Given how basic the rules appear to be it might seem like I'm attempting to make the whole process both elegant and ineffable despite that very simplicity. Perhaps, but that's what's so incredible. Out of something so simple you can experience the unforgettable.
This is our craft, one that we'll never perfect but always strive to make better.
It's also important to note that while cheesemaking is intriguing and subtle, the work itself isn't glamorous. It's first and foremost a physical job. You will sweat, your back will ache and your feet will hurt by the end of the day. We spend hours hunched over vats on a make floor that's often as hot and humid as the worst summer day. And amongst all of those physical hardships and trials you need to be able to think on your feet. Math, science, logistics and timing are all daily aspects of our work that often need to be handled on the fly.

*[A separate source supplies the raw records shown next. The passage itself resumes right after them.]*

//! Route configuration and setup

use std::sync::Arc;

use anyhow::Result;
use axum::{
    extract::DefaultBodyLimit,
    http::{HeaderValue, Method},
    routing::{get, post},
    Json, Router,
};
use qrbox_core::Config;
use tower::limit::ConcurrencyLimitLayer;
use tower_http::cors::{Any, CorsLayer};
use tower_http::services::ServeDir;
use tower_http::trace::TraceLayer;
use utoipa::OpenApi;

use crate::api_doc::ApiDoc;
use crate::handlers;
use crate::state::AppState;

/// Setup all application routes
pub fn setup_routes(config: &Config, state: Arc<AppState>) -> Result<Router> {
    let cors = setup_cors(config)?;

    // Slack above the validator's ceiling so oversize rejections come from
    // validation (with a precise message) rather than the transport layer.
    let body_limit = config.max_file_size_bytes + 1024 * 1024;

    let app = Router::new()
        .route("/health", get(handlers::health::health))
        .route("/api/upload", post(handlers::upload::upload_image))
        .route("/api/results/{upload_id}", get(handlers::results::get_results))
        .route("/api/uploads", get(handlers::uploads::list_uploads))
        .route(
            "/api/uploads/{upload_id}",
            get(handlers::uploads::get_upload).delete(handlers::uploads::delete_upload),
        )
        .route(
            "/api/generate-qr/{upload_id}",
            post(handlers::generate_qr::generate_qr),
        )
        .route("/api/qr/{upload_id}", get(handlers::generate_qr::get_generated_qr))
        .route(
            "/api/openapi.json",
            get(|| async { Json(ApiDoc::openapi()) }),
        )
        .nest_service("/uploads", ServeDir::new(&config.upload_dir))
        .nest(
            "/docs",
            utoipa_rapidoc::RapiDoc::new("/api/openapi.json")
                .path("/docs")
                .into(),
        )
        .layer(DefaultBodyLimit::max(body_limit))
        .layer(ConcurrencyLimitLayer::new(1024))
        .layer(cors)
        .layer(TraceLayer::new_for_http())
        .with_state(state);

    Ok(app)
}

/// Setup CORS configuration
fn setup_cors(config: &Config) -> Result<CorsLayer> {
    let cors = if config.cors_origins.contains(&"*".to_string()) {
        tracing::warn!("CORS configured to allow all origins - not recommended for production");
        CorsLayer::new()
            .allow_origin(Any)
            .allow_methods([Method::GET, Method::POST, Method::DELETE, Method::OPTIONS])
            .allow_headers(Any)
    } else {
        let origins: Result<Vec<HeaderValue>, _> =
            config.cors_origins.iter().map(|o| o.parse()).collect();

        CorsLayer::new()
            .allow_origin(origins.unwrap_or_default())
            .allow_methods([Method::GET, Method::POST, Method::DELETE, Method::OPTIONS])
            .allow_headers(Any)
    };
    Ok(cors)
}
mod api_doc;
mod error;
mod handlers;
mod setup;
mod state;
mod telemetry;

use qrbox_core::Config;

// Use mimalloc as the global allocator for better performance and lower fragmentation,
// especially when running on musl-based systems inside containers.
#[global_allocator]
static GLOBAL: mimalloc::MiMalloc = mimalloc::MiMalloc;

#[tokio::main]
async fn main() -> Result<(), anyhow::Error> {
    dotenvy::dotenv().ok();

    telemetry::init_tracing();

    // Load configuration
    let config = Config::from_env()?;

    // Initialize the application (database, storage, worker, routes).
    // A store that never becomes reachable propagates an error here and the
    // process exits non-zero without serving a single request.
    let (state, router) = setup::initialize_app(config.clone()).await?;

    // Start the server
    setup::server::start_server(&config, router, state).await?;

    Ok(())
}
//! Server startup and graceful shutdown

use std::sync::Arc;
use std::time::Duration;

use anyhow::Result;
use axum::Router;
use qrbox_core::Config;

use crate::state::AppState;

/// Start the server with graceful shutdown.
///
/// After the listener stops, in-flight detection runs are drained with a
/// bounded grace period and the pool is closed.
pub async fn start_server(config: &Config, app: Router, state: Arc<AppState>) -> Result<()> {
    let addr = format!("0.0.0.0:{}", config.server_port);
    tracing::info!(addr = %addr, "Starting server");

    let listener = tokio::net::TcpListener::bind(&addr).await?;

    let max_file_mb = config.max_file_size_bytes / 1024 / 1024;
    tracing::info!(
        max_file_mb,
        extensions = %config.allowed_extensions.join(","),
        detection_workers = config.detection_max_workers,
        upload_dir = %config.upload_dir,
        environment = %config.environment,
        "Server ready and accepting connections"
    );

    axum::serve(listener, app)
        .with_graceful_shutdown(shutdown_signal())
        .await?;

    state
        .queue
        .shutdown(Duration::from_secs(config.shutdown_grace_seconds))
        .await;
    state.pool.close().await;
    tracing::info!("Shutdown complete");

    Ok(())
}

/// Signal handler for graceful shutdown
///
/// Listens for Ctrl+C (SIGINT) and SIGTERM signals to initiate graceful shutdown.
///
/// # Panics
/// - Panics if the Ctrl+C signal handler cannot be installed (unrecoverable system error)
/// - On Unix systems, panics if the SIGTERM handler cannot be installed
async fn shutdown_signal() {
    let ctrl_c = async {
        tokio::signal::ctrl_c()
            .await
            .expect("Failed to install Ctrl+C handler");
    };

    #[cfg(unix)]
    let terminate = async {
        tokio::signal::unix::signal(tokio::signal::unix::SignalKind::terminate())
            .expect("Failed to install signal handler")
            .recv()
            .await;
    };

    #[cfg(not(unix))]
    let terminate = std::future::pending::<()>();

    tokio::select! {
        _ = ctrl_c => {
            tracing::info!("Received Ctrl+C signal");
        },
        _ = terminate => {
            tracing::info!("Received terminate signal");
        },
    }

    tracing::info!("Shutting down gracefully...");
}
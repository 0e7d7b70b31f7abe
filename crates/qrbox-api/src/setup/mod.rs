//! Application setup and initialization
//!
//! All initialization logic lives here rather than in main.rs: database
//! supervision, storage, the detection queue, and route construction.

pub mod routes;
pub mod server;

use std::sync::Arc;
use std::time::Instant;

use anyhow::{Context, Result};
use qrbox_core::Config;
use qrbox_db::{QrCodeRepository, UploadRepository};
use qrbox_storage::LocalStorage;
use qrbox_worker::DetectionQueue;

use crate::state::AppState;

/// Initialize the entire application.
///
/// Ordering matters: the database must be reachable and schema-current
/// before anything else is built, so no request can ever race an
/// unverified store.
pub async fn initialize_app(config: Config) -> Result<(Arc<AppState>, axum::Router)> {
    let pool = qrbox_db::connect_with_retry(&config).await?;
    qrbox_db::run_migrations(&pool).await?;

    let storage = LocalStorage::new(
        &config.upload_dir,
        format!("{}/uploads", config.public_base_url.trim_end_matches('/')),
    )
    .await
    .context("Failed to initialize upload storage")?;

    let uploads = UploadRepository::new(pool.clone());
    let qr_codes = QrCodeRepository::new(pool.clone());
    let queue = DetectionQueue::new(uploads.clone(), config.detection_max_workers);

    let state = Arc::new(AppState {
        config: config.clone(),
        pool,
        uploads,
        qr_codes,
        storage,
        queue,
        started_at: Instant::now(),
    });

    let router = routes::setup_routes(&config, state.clone())?;

    Ok((state, router))
}
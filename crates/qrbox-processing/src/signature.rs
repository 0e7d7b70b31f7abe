//! Magic-byte file-signature sniffing.
//!
//! The true binary format of an upload is determined from its leading bytes,
//! independently of the declared extension or Content-Type.

/// Image format identified from leading file bytes.
#[derive(Debug, Clone, Copy, PartialEq, Eq)]
pub enum ImageSignature {
    Jpeg,
    Png,
    Gif,
    Webp,
}

impl ImageSignature {
    pub fn mime_type(&self) -> &'static str {
        match self {
            ImageSignature::Jpeg => "image/jpeg",
            ImageSignature::Png => "image/png",
            ImageSignature::Gif => "image/gif",
            ImageSignature::Webp => "image/webp",
        }
    }

    /// Whether a declared Content-Type agrees with this signature.
    pub fn matches_content_type(&self, declared: &str) -> bool {
        let declared = declared.to_lowercase();
        match self {
            // image/jpg is a common non-standard alias
            ImageSignature::Jpeg => declared == "image/jpeg" || declared == "image/jpg",
            _ => declared == self.mime_type(),
        }
    }
}

const PNG_MAGIC: [u8; 8] = [0x89, 0x50, 0x4E, 0x47, 0x0D, 0x0A, 0x1A, 0x0A];
// SOI + APPn/DQT marker variants seen in the wild
const JPEG_FOURTH_BYTES: [u8; 4] = [0xE0, 0xE1, 0xE8, 0xDB];

/// Identify an image format from the first bytes of a file. Returns `None`
/// for anything unrecognized or too short to carry a full signature.
pub fn sniff(bytes: &[u8]) -> Option<ImageSignature> {
    if bytes.len() >= 8 && bytes[..8] == PNG_MAGIC {
        return Some(ImageSignature::Png);
    }

    if bytes.len() >= 4
        && bytes[0] == 0xFF
        && bytes[1] == 0xD8
        && bytes[2] == 0xFF
        && JPEG_FOURTH_BYTES.contains(&bytes[3])
    {
        return Some(ImageSignature::Jpeg);
    }

    if bytes.len() >= 6 && (&bytes[..6] == b"GIF87a" || &bytes[..6] == b"GIF89a") {
        return Some(ImageSignature::Gif);
    }

    // RIFF container with WEBP fourcc at offset 8
    if bytes.len() >= 12 && &bytes[..4] == b"RIFF" && &bytes[8..12] == b"WEBP" {
        return Some(ImageSignature::Webp);
    }

    None
}

#[cfg(test)]
mod tests {
    use super::*;

    #[test]
    fn sniff_png() {
        let mut bytes = PNG_MAGIC.to_vec();
        bytes.extend_from_slice(&[0u8; 16]);
        assert_eq!(sniff(&bytes), Some(ImageSignature::Png));
    }

    #[test]
    fn sniff_jpeg_variants() {
        for fourth in JPEG_FOURTH_BYTES {
            let bytes = [0xFF, 0xD8, 0xFF, fourth, 0x00, 0x10];
            assert_eq!(sniff(&bytes), Some(ImageSignature::Jpeg));
        }
    }

    #[test]
    fn sniff_gif() {
        assert_eq!(sniff(b"GIF89a trailing"), Some(ImageSignature::Gif));
        assert_eq!(sniff(b"GIF87a trailing"), Some(ImageSignature::Gif));
    }

    #[test]
    fn sniff_webp_requires_fourcc() {
        let mut bytes = b"RIFF\x10\x00\x00\x00WEBP".to_vec();
        assert_eq!(sniff(&bytes), Some(ImageSignature::Webp));

        // RIFF container that is not WebP (e.g. WAVE audio)
        bytes[8..12].copy_from_slice(b"WAVE");
        assert_eq!(sniff(&bytes), None);
    }

    #[test]
    fn sniff_unrecognized_or_truncated() {
        assert_eq!(sniff(b""), None);
        assert_eq!(sniff(&[0xFF, 0xD8]), None);
        assert_eq!(sniff(b"not an image at all"), None);
    }

    #[test]
    fn content_type_match() {
        assert!(ImageSignature::Jpeg.matches_content_type("image/jpeg"));
        assert!(ImageSignature::Jpeg.matches_content_type("image/jpg"));
        assert!(ImageSignature::Jpeg.matches_content_type("IMAGE/JPEG"));
        assert!(!ImageSignature::Jpeg.matches_content_type("image/png"));
        assert!(ImageSignature::Png.matches_content_type("image/png"));
    }
}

Ruth has always thought of her dairy like a restaurant. It's true that we don't share the same romanticized spotlight that chefs are experiencing nowadays but there are similarities to the two professions. In fact, if you take the exactness of baking and combine it with the intensity of cooking in a busy kitchen you might get a feel for what working at our dairy is like.
Everything we do is based on precise recipes that have been adjusted and tweaked over the years. There are few things we keep private and secret at Monforte but our recipes are one of them. But important as they are at the same time intuition is equally so. It's about putting your hand into the vat, feeling the curd and trying to adapt to a long list of variables we often don't have control over nor should we since they're a natural part of the world. Are the animals in late lactation? Did they change their food from hay to grass? How will the temperature outside impact the conditions on the make floor?
There are times it feels like we're aiming at a moving target but at the end of the day we all just want to make better cheese. Ruth is fond of a particular quote which I'll end with.
"The life so short, the craft so long to learn."
Let us know if these kind of conversations are of interest. We've got lots of plans for things to write about but I'll keep adding to this description of being a cheese maker at Monforte if you're inclined to read about it.